### How to complete this task
Go through the data below and report how many lines contain "share"; the reply holds only that number.
·····
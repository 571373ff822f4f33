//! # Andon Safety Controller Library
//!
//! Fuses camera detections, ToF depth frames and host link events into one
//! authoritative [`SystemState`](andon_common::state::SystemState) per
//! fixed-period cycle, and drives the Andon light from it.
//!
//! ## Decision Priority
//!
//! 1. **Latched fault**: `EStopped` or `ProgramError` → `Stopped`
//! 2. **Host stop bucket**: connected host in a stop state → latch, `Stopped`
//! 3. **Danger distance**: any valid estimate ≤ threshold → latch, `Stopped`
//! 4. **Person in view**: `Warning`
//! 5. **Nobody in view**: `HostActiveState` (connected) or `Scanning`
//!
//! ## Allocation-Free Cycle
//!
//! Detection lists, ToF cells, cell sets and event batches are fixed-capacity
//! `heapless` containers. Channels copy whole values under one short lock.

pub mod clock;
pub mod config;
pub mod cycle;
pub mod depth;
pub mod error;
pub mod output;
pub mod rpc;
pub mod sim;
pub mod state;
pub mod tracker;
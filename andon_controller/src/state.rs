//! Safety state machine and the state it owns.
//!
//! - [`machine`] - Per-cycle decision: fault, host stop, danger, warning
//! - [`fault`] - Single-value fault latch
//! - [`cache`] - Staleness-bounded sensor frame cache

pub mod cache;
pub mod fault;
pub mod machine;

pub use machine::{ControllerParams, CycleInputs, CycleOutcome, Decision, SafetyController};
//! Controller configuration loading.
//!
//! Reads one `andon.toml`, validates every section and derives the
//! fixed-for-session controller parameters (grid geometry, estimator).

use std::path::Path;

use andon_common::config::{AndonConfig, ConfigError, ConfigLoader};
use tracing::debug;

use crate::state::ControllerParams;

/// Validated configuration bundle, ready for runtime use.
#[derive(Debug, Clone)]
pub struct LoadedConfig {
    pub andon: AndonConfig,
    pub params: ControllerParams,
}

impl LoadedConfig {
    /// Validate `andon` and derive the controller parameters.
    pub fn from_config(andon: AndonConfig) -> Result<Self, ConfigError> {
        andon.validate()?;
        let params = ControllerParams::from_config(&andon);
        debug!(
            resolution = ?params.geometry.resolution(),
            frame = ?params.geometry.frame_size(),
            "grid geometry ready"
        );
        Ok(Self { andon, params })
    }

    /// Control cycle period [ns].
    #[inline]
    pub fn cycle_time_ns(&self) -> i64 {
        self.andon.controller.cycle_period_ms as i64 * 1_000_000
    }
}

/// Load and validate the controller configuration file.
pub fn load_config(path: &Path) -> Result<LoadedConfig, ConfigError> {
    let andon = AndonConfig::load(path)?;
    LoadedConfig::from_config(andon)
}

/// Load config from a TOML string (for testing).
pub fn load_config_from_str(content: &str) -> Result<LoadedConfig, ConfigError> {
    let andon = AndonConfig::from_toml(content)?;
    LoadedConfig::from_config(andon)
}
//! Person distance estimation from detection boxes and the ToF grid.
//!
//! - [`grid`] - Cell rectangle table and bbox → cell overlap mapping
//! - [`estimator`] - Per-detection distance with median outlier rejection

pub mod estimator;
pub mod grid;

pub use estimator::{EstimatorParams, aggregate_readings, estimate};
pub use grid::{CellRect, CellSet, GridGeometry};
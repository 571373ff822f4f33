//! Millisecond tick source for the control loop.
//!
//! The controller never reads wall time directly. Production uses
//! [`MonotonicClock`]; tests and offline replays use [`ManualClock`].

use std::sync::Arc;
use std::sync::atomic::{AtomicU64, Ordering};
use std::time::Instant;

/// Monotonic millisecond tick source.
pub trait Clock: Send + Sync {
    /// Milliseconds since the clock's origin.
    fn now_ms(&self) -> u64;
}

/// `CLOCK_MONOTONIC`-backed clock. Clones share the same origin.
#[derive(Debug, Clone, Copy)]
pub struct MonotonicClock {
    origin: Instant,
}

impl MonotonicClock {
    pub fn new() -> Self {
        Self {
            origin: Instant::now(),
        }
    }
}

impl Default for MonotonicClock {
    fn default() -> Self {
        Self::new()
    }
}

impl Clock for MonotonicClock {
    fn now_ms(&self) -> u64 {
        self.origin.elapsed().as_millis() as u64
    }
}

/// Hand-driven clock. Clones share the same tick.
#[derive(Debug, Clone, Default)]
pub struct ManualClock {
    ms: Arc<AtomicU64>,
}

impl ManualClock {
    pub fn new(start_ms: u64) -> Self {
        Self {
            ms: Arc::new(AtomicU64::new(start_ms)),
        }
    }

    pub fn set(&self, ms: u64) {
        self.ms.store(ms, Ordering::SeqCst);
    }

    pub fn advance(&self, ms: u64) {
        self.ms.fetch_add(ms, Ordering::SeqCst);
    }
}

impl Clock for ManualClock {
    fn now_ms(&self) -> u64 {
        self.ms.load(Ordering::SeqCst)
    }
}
·····
### Answer for this exercise
2